Friday, July 11, 2014

Fully Funded and Living

"Elise, Elise," she whispered, "wake up! We want to spend some time with you this morning." And so I stumbled out of bed and joined my dear friends for our last breakfast, picked up their now one year old boy as he layed his head down on my chest to give 'Auntie Elise' hugs. He screeched and smiled with those dimples that make your heart melt as I tipped him upside down. We took pictures and exchanged hugs and as quickly as it began I found myself climbing into my car, driving away... and crying.

And so it begins. The season of goodbyes, once again. And it's bitter and it is sweet all at the same time. I was reminded this morning that this time is precious. I know the next time I see the young little faces, the babies will be toddlers and the toddlers will be going on teenagers. And that part, it never gets easy. Sometimes I find myself wondering, asking the what-if questions. What if I stayed in America? Would I post my happy married photos like the rest of the Facebook world? Would I get the good social work position advocating against sex trafficking or working in a prison? What if I was able to be an active presence in the life of my nieces and nephews? What if I could eat yogurt everyday?  What if's never get us very far except down a road of discontentment, so I try to come back to reality. You know... the crying in your car slap in the face reality that makes you thankful.

Yes, thankful. If I sit and think about what a blessing those tears are. Thankful that they represent love and support given by good friends, and to know that they are not the last. That there will be even more heartbreaking goodbyes and longer hugs to give as I prepare to go back to my other home. And that my friends, that is a blessing...to know that you are so loved.
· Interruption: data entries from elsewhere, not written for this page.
//! Configuration for the B-tree engine

use crate::key::NameComparison;
use crate::MAX_TREE_DEPTH;
use serde::{Deserialize, Serialize};

/// Volume incompatible-feature bit: file names compare case-insensitively.
pub const INCOMPAT_CASE_INSENSITIVE: u64 = 0x0000_0001;

/// Volume incompatible-feature bit: file names compare after normalization.
pub const INCOMPAT_NORMALIZATION_INSENSITIVE: u64 = 0x0000_0008;

/// Configuration for the B-tree engine
#[derive(Debug, Clone, PartialEq, Eq, Serialize, Deserialize)]
#[serde(default)]
pub struct BtreeConfig {
    /// Verify object checksums whenever a node is opened
    pub verify_checksums: bool,

    /// Compare directory entry and xattr names case-insensitively
    pub case_insensitive: bool,

    /// Compare names after Unicode canonical decomposition
    pub normalization_insensitive: bool,

    /// Descent depth treated as corruption
    pub max_depth: usize,
}

impl Default for BtreeConfig {
    fn default() -> Self {
        Self {
            verify_checksums: true,
            case_insensitive: false,
            normalization_insensitive: false,
            max_depth: MAX_TREE_DEPTH,
        }
    }
}

impl BtreeConfig {
    /// Create a configuration from a volume's incompatible-feature flags
    pub fn from_incompat_features(features: u64) -> Self {
        Self {
            case_insensitive: features & INCOMPAT_CASE_INSENSITIVE != 0,
            normalization_insensitive: features & INCOMPAT_NORMALIZATION_INSENSITIVE != 0,
            ..Default::default()
        }
    }

    /// Enable or disable checksum verification on read
    #[must_use]
    pub const fn with_checksum_verification(mut self, enable: bool) -> Self {
        self.verify_checksums = enable;
        self
    }

    /// Enable or disable case-insensitive name comparison
    #[must_use]
    pub const fn with_case_insensitive(mut self, enable: bool) -> Self {
        self.case_insensitive = enable;
        self
    }

    /// Enable or disable normalization-insensitive name comparison
    #[must_use]
    pub const fn with_normalization_insensitive(mut self, enable: bool) -> Self {
        self.normalization_insensitive = enable;
        self
    }

    /// Set the depth ceiling for tree descents
    #[must_use]
    pub const fn with_max_depth(mut self, depth: usize) -> Self {
        self.max_depth = depth;
        self
    }

    /// Name comparison mode selected by this configuration
    pub const fn names(&self) -> NameComparison {
        NameComparison {
            case_insensitive: self.case_insensitive,
            normalization_insensitive: self.normalization_insensitive,
        }
    }
}

#[cfg(test)]
#[allow(clippy::unwrap_used, clippy::expect_used)]
mod tests {
    use super::*;

    #[test]
    fn test_default_config() {
        let config = BtreeConfig::default();
        assert!(config.verify_checksums);
        assert!(!config.case_insensitive);
        assert_eq!(config.max_depth, 12);
    }

    #[test]
    fn test_from_incompat_features() {
        let config = BtreeConfig::from_incompat_features(
            INCOMPAT_CASE_INSENSITIVE | INCOMPAT_NORMALIZATION_INSENSITIVE,
        );
        assert!(config.case_insensitive);
        assert!(config.normalization_insensitive);

        let config = BtreeConfig::from_incompat_features(0x2);
        assert!(!config.case_insensitive);
        assert!(!config.normalization_insensitive);
    }

    #[test]
    fn test_serde_fills_missing_fields() {
        let config: BtreeConfig = serde_json::from_str(r#"{"case_insensitive": true}"#).unwrap();
        assert!(config.case_insensitive);
        assert!(config.verify_checksums);
        assert_eq!(config.max_depth, 12);

        let json = serde_json::to_string(&config.clone().with_max_depth(4)).unwrap();
        let back: BtreeConfig = serde_json::from_str(&json).unwrap();
        assert_eq!(back.max_depth, 4);
        assert_eq!(back.names(), config.names());
    }
}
I was reminded again of that love this morning as I sat and read Paul's letter to the Thessalonians. "For we know brothers, loved by God, that He has chosen YOU" (1 Thess 1:4). I stopped to soak in the life of those words.

Chosen...

Chosen for what? What does that even mean? Paul answers in chapter 2. Chosen to share the gospel: "So, being affectionately desirous of you, we were ready to share with you not only the gospel of God but also our own selves, because you had become very dear to us" (2:8).  The dear ones for Paul were the Thessalonians during that season, for me it is the Karimojong.

(photo by Lainey Johnson)
This morning I was reminded of love, but I was also reminded of life. Life that comes alive when an illiterate woman from the village is able to pick up the Living Word and read it to her children. Life that comes when a sick baby is able to get medical treatment because of the money given by a faithful tither. Life found sitting with a mother who was just beaten by her husband or the man who just lost his wife and being able to love in the middle of the mess and present hope. Life that comes from sharing not only the gospel, but my life in Karamoja.
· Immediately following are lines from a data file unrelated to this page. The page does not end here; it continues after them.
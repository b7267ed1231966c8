//! HTTP plumbing underneath the group client.
//!
//! [`Transport`] is the only thing the group logic talks to: it takes a
//! request relative to the site's API base URL and hands back the raw body.
//! Status handling, authentication headers and URL assembly all live here.

use std::future::Future;

use log::{debug, error};
use reqwest::header::{ACCEPT, CONTENT_TYPE, USER_AGENT};
use reqwest::{Client, Method};

use crate::config::TableauConf;
use crate::error::TransportError;

pub const AUTH_HEADER: &str = "X-Tableau-Auth";
const CLIENT_USER_AGENT: &str = "tableau-groups";

/// A request against the site API, relative to its base URL.
#[derive(Debug, Clone, PartialEq, Eq)]
pub struct ApiRequest {
    pub method: Method,
    /// Path plus query string, starting with `/`.
    pub path: String,
    pub body: Option<Vec<u8>>,
}

impl ApiRequest {
    pub fn get(path: impl Into<String>) -> Self {
        Self {
            method: Method::GET,
            path: path.into(),
            body: None,
        }
    }

    pub fn post(path: impl Into<String>, body: Vec<u8>) -> Self {
        Self {
            method: Method::POST,
            path: path.into(),
            body: Some(body),
        }
    }

    pub fn put(path: impl Into<String>, body: Vec<u8>) -> Self {
        Self {
            method: Method::PUT,
            path: path.into(),
            body: Some(body),
        }
    }

    pub fn delete(path: impl Into<String>) -> Self {
        Self {
            method: Method::DELETE,
            path: path.into(),
            body: None,
        }
    }
}

pub trait Transport {
    /// Sends `request` and returns the response body of a successful call.
    fn do_request(
        &self,
        request: ApiRequest,
    ) -> impl Future<Output = Result<Vec<u8>, TransportError>> + Send;
}

/// [`Transport`] over reqwest, authenticated with a Tableau session token.
#[derive(Debug, Clone)]
pub struct HttpTransport {
    client: Client,
    api_url: String,
    token: String,
    log_target: String,
}

impl HttpTransport {
    pub fn new(conf: &TableauConf) -> Result<Self, TransportError> {
        let api_url = conf.api_url();
        if !api_url.starts_with("http://") && !api_url.starts_with("https://") {
            return Err(TransportError::InvalidUrl(api_url));
        }
        let client = Client::builder()
            .timeout(conf.timeout())
            .build()?;
        Ok(Self {
            client,
            api_url,
            token: conf.token.clone(),
            log_target: conf.log_target.clone(),
        })
    }
}

impl Transport for HttpTransport {
    async fn do_request(&self, request: ApiRequest) -> Result<Vec<u8>, TransportError> {
        let url = format!("{}{}", self.api_url, request.path);
        debug!(target: self.log_target.as_str(), "{} {}", request.method, url);

        let mut builder = self
            .client
            .request(request.method.clone(), &url)
            .header(AUTH_HEADER, &self.token)
            .header(ACCEPT, "application/json")
            .header(USER_AGENT, CLIENT_USER_AGENT);
        if let Some(body) = request.body {
            builder = builder.header(CONTENT_TYPE, "application/json").body(body);
        }

        let response = builder.send().await?;
        let status = response.status();
        let body = response.bytes().await?;

        if !status.is_success() {
            let body = String::from_utf8_lossy(&body).into_owned();
            error!(target: self.log_target.as_str(),
                "{} {} returned {}: {}",
                request.method,
                url,
                status,
                body
            );
            return Err(TransportError::Status {
                status: status.as_u16(),
                body,
            });
        }

        Ok(body.to_vec())
    }
}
Yep... this is life. This is the life I love, and the life I'm blessed to go back to.

Don't get me wrong, it's been a blast being in America, and you better believe that I will continue to live it up these next six weeks; but amidst the business, the speaking engagements, the early morning coffees and the late night heart to hearts - I hear my King whisper and remind me what is life.

"For now we live, if you are standing fast in the Lord. For what is our hope or joy or crown of boasting before our Lord Jesus at his coming? Is it not you? For you are our glory and joy." (1 Thess 3:8; 2:19-20)

I'm thankful that even in the middle of the hard goodbyes, He has reminded me of life. AND! That He has has once again blown me away with His provision fully funded to return to this blessed life in Karamoja.